Provided records START

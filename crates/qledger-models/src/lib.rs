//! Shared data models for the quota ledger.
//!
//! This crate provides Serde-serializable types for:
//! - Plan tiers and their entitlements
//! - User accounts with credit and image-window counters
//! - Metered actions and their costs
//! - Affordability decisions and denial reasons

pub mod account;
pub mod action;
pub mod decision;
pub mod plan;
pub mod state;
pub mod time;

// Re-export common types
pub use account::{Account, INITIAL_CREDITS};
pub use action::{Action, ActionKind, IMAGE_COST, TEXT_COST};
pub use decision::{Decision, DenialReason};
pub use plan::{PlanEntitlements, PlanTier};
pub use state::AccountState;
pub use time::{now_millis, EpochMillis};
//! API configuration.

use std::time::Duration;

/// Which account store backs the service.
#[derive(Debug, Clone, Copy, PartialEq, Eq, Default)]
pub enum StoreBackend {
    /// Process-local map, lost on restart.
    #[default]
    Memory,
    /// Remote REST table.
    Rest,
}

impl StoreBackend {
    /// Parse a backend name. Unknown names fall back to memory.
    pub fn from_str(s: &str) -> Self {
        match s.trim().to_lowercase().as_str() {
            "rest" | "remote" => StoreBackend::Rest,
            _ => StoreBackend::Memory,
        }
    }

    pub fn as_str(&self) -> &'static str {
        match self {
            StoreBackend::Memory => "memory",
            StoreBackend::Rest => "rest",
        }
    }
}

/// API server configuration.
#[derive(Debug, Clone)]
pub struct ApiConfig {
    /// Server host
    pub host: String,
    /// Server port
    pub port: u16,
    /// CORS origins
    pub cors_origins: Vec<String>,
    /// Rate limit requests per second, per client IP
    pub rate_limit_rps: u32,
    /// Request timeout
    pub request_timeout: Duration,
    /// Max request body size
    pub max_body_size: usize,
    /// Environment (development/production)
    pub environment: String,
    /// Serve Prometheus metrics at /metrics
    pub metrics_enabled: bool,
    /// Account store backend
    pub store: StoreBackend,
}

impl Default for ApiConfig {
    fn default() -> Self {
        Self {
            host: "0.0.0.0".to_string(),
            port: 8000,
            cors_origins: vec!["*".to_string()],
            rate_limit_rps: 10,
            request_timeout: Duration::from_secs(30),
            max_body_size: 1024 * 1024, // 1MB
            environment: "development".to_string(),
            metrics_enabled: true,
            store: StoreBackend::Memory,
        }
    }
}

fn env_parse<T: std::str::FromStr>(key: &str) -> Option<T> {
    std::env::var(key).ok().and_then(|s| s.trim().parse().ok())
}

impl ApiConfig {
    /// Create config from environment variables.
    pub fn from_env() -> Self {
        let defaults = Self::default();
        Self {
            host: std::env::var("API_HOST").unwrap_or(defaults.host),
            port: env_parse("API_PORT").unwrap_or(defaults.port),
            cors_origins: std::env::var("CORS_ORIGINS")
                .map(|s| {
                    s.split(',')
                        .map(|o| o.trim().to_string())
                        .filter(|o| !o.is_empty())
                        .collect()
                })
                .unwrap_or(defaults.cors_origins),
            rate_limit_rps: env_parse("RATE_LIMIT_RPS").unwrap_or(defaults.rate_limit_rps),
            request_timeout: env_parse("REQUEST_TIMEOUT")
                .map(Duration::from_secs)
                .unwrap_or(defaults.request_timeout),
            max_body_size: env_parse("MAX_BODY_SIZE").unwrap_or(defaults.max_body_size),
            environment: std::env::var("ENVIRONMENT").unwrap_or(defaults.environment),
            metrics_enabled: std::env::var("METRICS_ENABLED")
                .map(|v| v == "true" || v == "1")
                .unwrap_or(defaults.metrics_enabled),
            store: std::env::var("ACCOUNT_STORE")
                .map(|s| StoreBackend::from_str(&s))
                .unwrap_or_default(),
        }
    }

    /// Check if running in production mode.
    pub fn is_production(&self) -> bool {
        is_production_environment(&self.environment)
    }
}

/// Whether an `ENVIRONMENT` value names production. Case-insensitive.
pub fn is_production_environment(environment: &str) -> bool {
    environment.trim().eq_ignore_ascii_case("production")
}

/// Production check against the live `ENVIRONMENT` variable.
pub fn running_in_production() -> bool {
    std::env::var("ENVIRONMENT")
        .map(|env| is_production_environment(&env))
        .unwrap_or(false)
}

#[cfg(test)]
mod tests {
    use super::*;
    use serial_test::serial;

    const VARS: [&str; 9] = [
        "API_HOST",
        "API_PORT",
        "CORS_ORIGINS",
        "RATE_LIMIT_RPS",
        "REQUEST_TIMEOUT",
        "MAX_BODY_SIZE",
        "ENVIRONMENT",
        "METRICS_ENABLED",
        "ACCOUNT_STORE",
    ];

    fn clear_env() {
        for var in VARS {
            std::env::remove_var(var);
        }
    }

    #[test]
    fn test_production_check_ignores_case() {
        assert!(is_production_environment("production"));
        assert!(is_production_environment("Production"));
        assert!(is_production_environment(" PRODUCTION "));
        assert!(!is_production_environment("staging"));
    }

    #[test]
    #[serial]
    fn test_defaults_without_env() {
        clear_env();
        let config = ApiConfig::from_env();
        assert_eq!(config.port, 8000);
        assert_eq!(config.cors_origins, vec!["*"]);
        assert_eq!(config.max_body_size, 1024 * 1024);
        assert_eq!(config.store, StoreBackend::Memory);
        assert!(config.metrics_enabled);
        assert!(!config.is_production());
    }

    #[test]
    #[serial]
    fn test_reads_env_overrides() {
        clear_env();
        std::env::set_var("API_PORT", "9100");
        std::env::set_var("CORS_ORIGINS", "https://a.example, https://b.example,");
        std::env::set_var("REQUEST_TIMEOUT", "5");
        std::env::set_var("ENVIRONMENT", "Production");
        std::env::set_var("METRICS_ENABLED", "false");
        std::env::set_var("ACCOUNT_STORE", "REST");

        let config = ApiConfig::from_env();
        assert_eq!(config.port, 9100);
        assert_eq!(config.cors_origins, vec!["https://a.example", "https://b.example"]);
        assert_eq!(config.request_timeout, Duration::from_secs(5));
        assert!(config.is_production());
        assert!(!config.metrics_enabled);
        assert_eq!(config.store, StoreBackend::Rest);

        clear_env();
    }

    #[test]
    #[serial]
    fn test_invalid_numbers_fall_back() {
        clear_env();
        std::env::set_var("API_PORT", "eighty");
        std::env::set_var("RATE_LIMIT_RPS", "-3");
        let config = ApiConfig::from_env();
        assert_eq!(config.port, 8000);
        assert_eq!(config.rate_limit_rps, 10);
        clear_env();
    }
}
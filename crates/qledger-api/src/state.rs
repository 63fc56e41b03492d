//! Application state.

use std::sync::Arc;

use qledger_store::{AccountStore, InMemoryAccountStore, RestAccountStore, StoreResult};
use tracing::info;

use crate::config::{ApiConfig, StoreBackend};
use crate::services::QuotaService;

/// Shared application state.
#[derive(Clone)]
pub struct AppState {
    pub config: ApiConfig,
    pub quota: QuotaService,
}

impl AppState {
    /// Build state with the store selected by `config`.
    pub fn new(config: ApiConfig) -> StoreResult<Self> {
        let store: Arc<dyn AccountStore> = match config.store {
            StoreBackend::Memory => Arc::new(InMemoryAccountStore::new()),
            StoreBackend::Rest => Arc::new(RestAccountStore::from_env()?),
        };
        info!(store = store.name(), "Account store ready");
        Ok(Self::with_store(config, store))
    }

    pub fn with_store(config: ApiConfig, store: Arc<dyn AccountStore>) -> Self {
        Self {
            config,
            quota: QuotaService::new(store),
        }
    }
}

Provided records END

§ What is expected
Your task is to count the lines of the records that contain "false". Answer with only that number.

§ Output for this task
2